Look through the records, and wherever the string "failed" turns up, copy out that line.
----
use chrono::NaiveDate;
use serde::{Deserialize, Serialize};

/// One trading day of a Euronext instrument: the unadjusted bar together
/// with its split/dividend-adjusted counterpart.
///
/// The adjustment factor converts the unadjusted close into the adjusted
/// one; it is carried through merges so that older bars can be rescaled
/// when a new download shifts the adjustment baseline.
#[derive(Debug, Clone, PartialEq, Serialize, Deserialize)]
pub struct DailyBar {
    pub date: NaiveDate,
    pub open: f64,
    pub high: f64,
    pub low: f64,
    pub last: f64,
    pub close: f64,
    pub number_of_shares: f64,
    pub number_of_trades: f64,
    pub turnover: f64,
    pub vwap: f64,
    pub open_adjusted: f64,
    pub high_adjusted: f64,
    pub low_adjusted: f64,
    pub last_adjusted: f64,
    pub close_adjusted: f64,
    pub number_of_shares_adjusted: f64,
    pub number_of_trades_adjusted: f64,
    pub turnover_adjusted: f64,
    pub vwap_adjusted: f64,
    pub adjustment_factor: f64,
    /// Some field on the unadjusted side carried the vendor's apostrophe
    /// prefix marking a synthetically filled gap.
    pub has_marking: bool,
    /// Same marking, observed on the adjusted side.
    pub has_marking_adjusted: bool,
}

/// Column count of the persisted combined history format.
pub const DAILY_BAR_COLUMNS: usize = 22;

/// Header row of the combined history CSV, in persisted column order.
pub const DAILY_BAR_HEADERS: [&str; DAILY_BAR_COLUMNS] = [
    "date",
    "open",
    "high",
    "low",
    "last",
    "close",
    "number of shares",
    "number of trades",
    "turnover",
    "vwap",
    "open adjusted",
    "high adjusted",
    "low adjusted",
    "last adjusted",
    "close adjusted",
    "number of shares adjusted",
    "number of trades adjusted",
    "turnover adjusted",
    "vwap adjusted",
    "adjustment factor",
    "has marking",
    "has marking adjusted",
];

impl DailyBar {
    /// An all-zero bar for the given date.
    pub fn empty(date: NaiveDate) -> Self {
        Self {
            date,
            open: 0.0,
            high: 0.0,
            low: 0.0,
            last: 0.0,
            close: 0.0,
            number_of_shares: 0.0,
            number_of_trades: 0.0,
            turnover: 0.0,
            vwap: 0.0,
            open_adjusted: 0.0,
            high_adjusted: 0.0,
            low_adjusted: 0.0,
            last_adjusted: 0.0,
            close_adjusted: 0.0,
            number_of_shares_adjusted: 0.0,
            number_of_trades_adjusted: 0.0,
            turnover_adjusted: 0.0,
            vwap_adjusted: 0.0,
            adjustment_factor: 1.0,
            has_marking: false,
            has_marking_adjusted: false,
        }
    }

    /// Internal-consistency violations of the bar, e.g. a high below the
    /// close. Zero fields mean "no data" in the source and are skipped.
    pub fn consistency_violations(&self) -> Vec<String> {
        let mut violations = Vec::new();

        let sides = [
            ("", self.open, self.high, self.low, self.last, self.close),
            (
                " adjusted",
                self.open_adjusted,
                self.high_adjusted,
                self.low_adjusted,
                self.last_adjusted,
                self.close_adjusted,
            ),
        ];

        for (suffix, open, high, low, last, close) in sides {
            let checks = [
                ("high", high, "open", open),
                ("high", high, "low", low),
                ("high", high, "last", last),
                ("high", high, "close", close),
                ("open", open, "low", low),
                ("last", last, "low", low),
                ("close", close, "low", low),
            ];
            for (upper_name, upper, lower_name, lower) in checks {
                if upper > 0.0 && lower > 0.0 && upper < lower {
                    violations.push(format!(
                        "{}{} < {}{}",
                        upper_name, suffix, lower_name, suffix
                    ));
                }
            }
        }

        violations
    }
}

#[cfg(test)]
mod tests {
    use super::*;

    fn bar(open: f64, high: f64, low: f64, close: f64) -> DailyBar {
        let mut b = DailyBar::empty(NaiveDate::from_ymd_opt(2024, 3, 1).unwrap());
        b.open = open;
        b.high = high;
        b.low = low;
        b.last = close;
        b.close = close;
        b
    }

    #[test]
    fn test_consistent_bar_has_no_violations() {
        assert!(bar(10.0, 12.0, 9.0, 11.0).consistency_violations().is_empty());
    }

    #[test]
    fn test_high_below_close_is_flagged() {
        let violations = bar(10.0, 10.5, 9.0, 11.0).consistency_violations();
        assert!(violations.iter().any(|v| v == "high < close"));
        assert!(violations.iter().any(|v| v == "high < last"));
    }

    #[test]
    fn test_zero_fields_are_skipped() {
        // Missing open (zero) must not trip the open/low relation.
        assert!(bar(0.0, 12.0, 9.0, 11.0).consistency_violations().is_empty());
    }
}
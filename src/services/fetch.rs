use reqwest::Client;
use std::time::Duration;
use tokio::time::sleep;
use tracing::{debug, warn};

use crate::error::{AppError, Result};

/// Shared HTTP fetcher used by every download path.
///
/// Requests carry the browser-like headers the venue expects; failures
/// (transport errors, non-2xx statuses, HTML bodies where CSV was expected)
/// are retried following the configured delay schedule. The schedule's
/// length is the retry budget.
pub struct Fetcher {
    client: Client,
    user_agent: String,
    retry_delays: Vec<Duration>,
}

enum Payload<'a> {
    Get,
    Form(&'a [(&'a str, String)]),
}

impl Fetcher {
    pub fn new(user_agent: &str, timeout: Duration, retry_delays: Vec<Duration>) -> Result<Self> {
        let client = Client::builder()
            .timeout(timeout)
            .build()
            .map_err(|e| AppError::Network(format!("cannot create HTTP client: {}", e)))?;

        Ok(Self {
            client,
            user_agent: user_agent.to_string(),
            retry_delays,
        })
    }

    /// GET `url`, optionally rejecting HTML bodies (the venue serves an HTML
    /// error page instead of a status code when it throttles downloads).
    pub async fn get(
        &self,
        url: &str,
        referer: &str,
        label: &str,
        reject_html: bool,
    ) -> Result<Vec<u8>> {
        self.fetch(url, referer, label, reject_html, Payload::Get)
            .await
    }

    /// POST a form-encoded body.
    pub async fn post_form(
        &self,
        url: &str,
        referer: &str,
        label: &str,
        form: &[(&str, String)],
    ) -> Result<Vec<u8>> {
        self.fetch(url, referer, label, false, Payload::Form(form))
            .await
    }

    async fn fetch(
        &self,
        url: &str,
        referer: &str,
        label: &str,
        reject_html: bool,
        payload: Payload<'_>,
    ) -> Result<Vec<u8>> {
        let attempts = self.retry_delays.len().max(1);
        let mut last_error = AppError::Network("no attempt made".to_string());

        for attempt in 0..attempts {
            if attempt > 0 {
                let delay = self.retry_delays[attempt - 1];
                warn!(
                    "{}: download failed, retrying in {:.0}s ({} of {} left): {}",
                    label,
                    delay.as_secs_f64(),
                    attempts - attempt,
                    attempts,
                    last_error
                );
                sleep(delay).await;
            }

            match self.attempt(url, referer, &payload).await {
                Ok(body) => {
                    if reject_html && body.first() == Some(&b'<') {
                        last_error =
                            AppError::Parse(format!("received an HTML page from {}", url));
                        continue;
                    }
                    debug!("{}: downloaded {} bytes", label, body.len());
                    return Ok(body);
                }
                Err(e) => {
                    last_error = e;
                }
            }
        }

        Err(AppError::Network(format!(
            "{}: download failed, giving up after {} attempts: {}",
            label, attempts, last_error
        )))
    }

    async fn attempt(&self, url: &str, referer: &str, payload: &Payload<'_>) -> Result<Vec<u8>> {
        let builder = match payload {
            Payload::Get => self.client.get(url),
            Payload::Form(form) => self.client.post(url).form(form),
        };

        let response = builder
            .header("User-Agent", &self.user_agent)
            .header("Referer", referer)
            .header("Accept-Language", "en-us,en;q=0.5")
            .header("Accept-Charset", "ISO-8859-1,utf-8;q=0.7,*;q=0.7")
            .header("X-Requested-With", "XMLHttpRequest")
            .header("Accept", "application/json, text/javascript, */*")
            .send()
            .await
            .map_err(|e| AppError::Network(format!("download failed {}: {}", url, e)))?;

        let status = response.status();
        if !status.is_success() {
            return Err(AppError::Network(format!(
                "download failed {}: HTTP {}",
                url,
                status.as_u16()
            )));
        }

        let body = response
            .bytes()
            .await
            .map_err(|e| AppError::Network(format!("cannot read response body {}: {}", url, e)))?;

        Ok(body.to_vec())
    }
}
----
# [Response]
                    "{}: download failed, retrying in {:.0}s ({} of {} left): {}",
            "{}: download failed, giving up after {} attempts: {}",
            .map_err(|e| AppError::Network(format!("download failed {}: {}", url, e)))?;
                "download failed {}: HTTP {}",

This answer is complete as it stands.